Given data below:

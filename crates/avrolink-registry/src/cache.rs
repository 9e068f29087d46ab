//! In-memory schema and subject caches.
//!
//! Two independent maps, each behind its own reader/writer lock:
//!
//! - schema id → compiled codec
//! - subject name → schema id of the version registered through this client
//!
//! No operation touches both maps at once, so a subject's id being cached says
//! nothing about whether that id's codec is cached.
//!
//! The id map is exact: registries never change the schema behind an id. The
//! subject map is a shortcut. Once a subject is cached, later registrations
//! under that name return the cached id even if the registry's latest version
//! has moved on or the caller passes different schema text.

use std::collections::HashMap;
use std::sync::Arc;

use avrolink_core::AvroCodec;
use parking_lot::RwLock;

/// Process-local schema cache owned by a single client.
#[derive(Debug, Default)]
pub struct SchemaCache {
    schemas: RwLock<HashMap<u32, Arc<AvroCodec>>>,
    subjects: RwLock<HashMap<String, u32>>,
}

impl SchemaCache {
    /// Creates an empty cache.
    #[must_use]
    pub fn new() -> Self {
        Self::default()
    }

    /// Returns the cached codec for a schema id.
    #[must_use]
    pub fn schema(&self, id: u32) -> Option<Arc<AvroCodec>> {
        self.schemas.read().get(&id).cloned()
    }

    /// Caches a codec unless one is already present, and returns the cached one.
    ///
    /// Concurrent misses for the same id may both compile a codec. The first
    /// insert wins and every caller ends up sharing it.
    pub fn put_schema(&self, id: u32, codec: Arc<AvroCodec>) -> Arc<AvroCodec> {
        let mut schemas = self.schemas.write();
        Arc::clone(schemas.entry(id).or_insert(codec))
    }

    /// Returns the cached schema id for a subject.
    #[must_use]
    pub fn subject(&self, subject: &str) -> Option<u32> {
        self.subjects.read().get(subject).copied()
    }

    /// Caches the schema id for a subject.
    pub fn put_subject(&self, subject: &str, id: u32) {
        self.subjects.write().insert(subject.to_string(), id);
    }

    /// Removes a cached codec.
    pub fn invalidate_schema(&self, id: u32) -> Option<Arc<AvroCodec>> {
        self.schemas.write().remove(&id)
    }

    /// Removes a cached subject id.
    pub fn invalidate_subject(&self, subject: &str) -> Option<u32> {
        self.subjects.write().remove(subject)
    }

    /// Clears both maps.
    pub fn clear(&self) {
        self.schemas.write().clear();
        self.subjects.write().clear();
    }

    /// Returns the number of cached codecs.
    #[must_use]
    pub fn schema_count(&self) -> usize {
        self.schemas.read().len()
    }

    /// Returns the number of cached subjects.
    #[must_use]
    pub fn subject_count(&self) -> usize {
        self.subjects.read().len()
    }
}

#[cfg(test)]
mod tests {
    use super::*;

    fn codec() -> Arc<AvroCodec> {
        Arc::new(AvroCodec::compile(r#"{"type": "string"}"#).unwrap())
    }

    #[test]
    fn test_new_cache_is_empty() {
        let cache = SchemaCache::new();
        assert_eq!(cache.schema_count(), 0);
        assert_eq!(cache.subject_count(), 0);
        assert!(cache.schema(1).is_none());
        assert!(cache.subject("orders-value").is_none());
    }

    #[test]
    fn test_put_schema_first_insert_wins() {
        let cache = SchemaCache::new();
        let first = codec();
        let second = codec();

        let stored = cache.put_schema(1, Arc::clone(&first));
        assert!(Arc::ptr_eq(&stored, &first));

        let stored = cache.put_schema(1, second);
        assert!(Arc::ptr_eq(&stored, &first));
        assert!(Arc::ptr_eq(&cache.schema(1).unwrap(), &first));
        assert_eq!(cache.schema_count(), 1);
    }

    #[test]
    fn test_put_subject() {
        let cache = SchemaCache::new();
        cache.put_subject("orders-value", 100_001);
        assert_eq!(cache.subject("orders-value"), Some(100_001));
        assert_eq!(cache.subject("payments-value"), None);
    }

    #[test]
    fn test_maps_are_independent() {
        let cache = SchemaCache::new();
        cache.put_subject("orders-value", 7);
        assert!(cache.schema(7).is_none());
    }

    #[test]
    fn test_invalidate_and_clear() {
        let cache = SchemaCache::new();
        cache.put_schema(1, codec());
        cache.put_schema(2, codec());
        cache.put_subject("orders-value", 1);

        assert!(cache.invalidate_schema(1).is_some());
        assert!(cache.invalidate_schema(1).is_none());
        assert_eq!(cache.invalidate_subject("orders-value"), Some(1));
        assert_eq!(cache.schema_count(), 1);

        cache.clear();
        assert_eq!(cache.schema_count(), 0);
        assert_eq!(cache.subject_count(), 0);
    }
}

End of Given data.

* [Problem requirements]:
Exactly reproduce every record.

* [Solution to the exercise]:
filename crates/avrolink-registry/src/cache.rs
repository 9e068f29087d46ab
//! In-memory schema and subject caches.
//!
//! Two independent maps, each behind its own reader/writer lock:
//!
//! - schema id → compiled codec
//! - subject name → schema id of the version registered through this client
//!
//! No operation touches both maps at once, so a subject's id being cached says
//! nothing about whether that id's codec is cached.
//!
//! The id map is exact: registries never change the schema behind an id. The
//! subject map is a shortcut. Once a subject is cached, later registrations
//! under that name return the cached id even if the registry's latest version
//! has moved on or the caller passes different schema text.

use std::collections::HashMap;
use std::sync::Arc;

use avrolink_core::AvroCodec;
use parking_lot::RwLock;

/// Process-local schema cache owned by a single client.
#[derive(Debug, Default)]
pub struct SchemaCache {
    schemas: RwLock<HashMap<u32, Arc<AvroCodec>>>,
    subjects: RwLock<HashMap<String, u32>>,
}

impl SchemaCache {
    /// Creates an empty cache.
    #[must_use]
    pub fn new() -> Self {
        Self::default()
    }

    /// Returns the cached codec for a schema id.
    #[must_use]
    pub fn schema(&self, id: u32) -> Option<Arc<AvroCodec>> {
        self.schemas.read().get(&id).cloned()
    }

    /// Caches a codec unless one is already present, and returns the cached one.
    ///
    /// Concurrent misses for the same id may both compile a codec. The first
    /// insert wins and every caller ends up sharing it.
    pub fn put_schema(&self, id: u32, codec: Arc<AvroCodec>) -> Arc<AvroCodec> {
        let mut schemas = self.schemas.write();
        Arc::clone(schemas.entry(id).or_insert(codec))
    }

    /// Returns the cached schema id for a subject.
    #[must_use]
    pub fn subject(&self, subject: &str) -> Option<u32> {
        self.subjects.read().get(subject).copied()
    }

    /// Caches the schema id for a subject.
    pub fn put_subject(&self, subject: &str, id: u32) {
        self.subjects.write().insert(subject.to_string(), id);
    }

    /// Removes a cached codec.
    pub fn invalidate_schema(&self, id: u32) -> Option<Arc<AvroCodec>> {
        self.schemas.write().remove(&id)
    }

    /// Removes a cached subject id.
    pub fn invalidate_subject(&self, subject: &str) -> Option<u32> {
        self.subjects.write().remove(subject)
    }

    /// Clears both maps.
    pub fn clear(&self) {
        self.schemas.write().clear();
        self.subjects.write().clear();
    }

    /// Returns the number of cached codecs.
    #[must_use]
    pub fn schema_count(&self) -> usize {
        self.schemas.read().len()
    }

    /// Returns the number of cached subjects.
    #[must_use]
    pub fn subject_count(&self) -> usize {
        self.subjects.read().len()
    }
}

#[cfg(test)]
mod tests {
    use super::*;

    fn codec() -> Arc<AvroCodec> {
        Arc::new(AvroCodec::compile(r#"{"type": "string"}"#).unwrap())
    }

    #[test]
    fn test_new_cache_is_empty() {
        let cache = SchemaCache::new();
        assert_eq!(cache.schema_count(), 0);
        assert_eq!(cache.subject_count(), 0);
        assert!(cache.schema(1).is_none());
        assert!(cache.subject("orders-value").is_none());
    }

    #[test]
    fn test_put_schema_first_insert_wins() {
        let cache = SchemaCache::new();
        let first = codec();
        let second = codec();

        let stored = cache.put_schema(1, Arc::clone(&first));
        assert!(Arc::ptr_eq(&stored, &first));

        let stored = cache.put_schema(1, second);
        assert!(Arc::ptr_eq(&stored, &first));
        assert!(Arc::ptr_eq(&cache.schema(1).unwrap(), &first));
        assert_eq!(cache.schema_count(), 1);
    }

    #[test]
    fn test_put_subject() {
        let cache = SchemaCache::new();
        cache.put_subject("orders-value", 100_001);
        assert_eq!(cache.subject("orders-value"), Some(100_001));
        assert_eq!(cache.subject("payments-value"), None);
    }

    #[test]
    fn test_maps_are_independent() {
        let cache = SchemaCache::new();
        cache.put_subject("orders-value", 7);
        assert!(cache.schema(7).is_none());
    }

    #[test]
    fn test_invalidate_and_clear() {
        let cache = SchemaCache::new();
        cache.put_schema(1, codec());
        cache.put_schema(2, codec());
        cache.put_subject("orders-value", 1);

        assert!(cache.invalidate_schema(1).is_some());
        assert!(cache.invalidate_schema(1).is_none());
        assert_eq!(cache.invalidate_subject("orders-value"), Some(1));
        assert_eq!(cache.schema_count(), 1);

        cache.clear();
        assert_eq!(cache.schema_count(), 0);
        assert_eq!(cache.subject_count(), 0);
    }
}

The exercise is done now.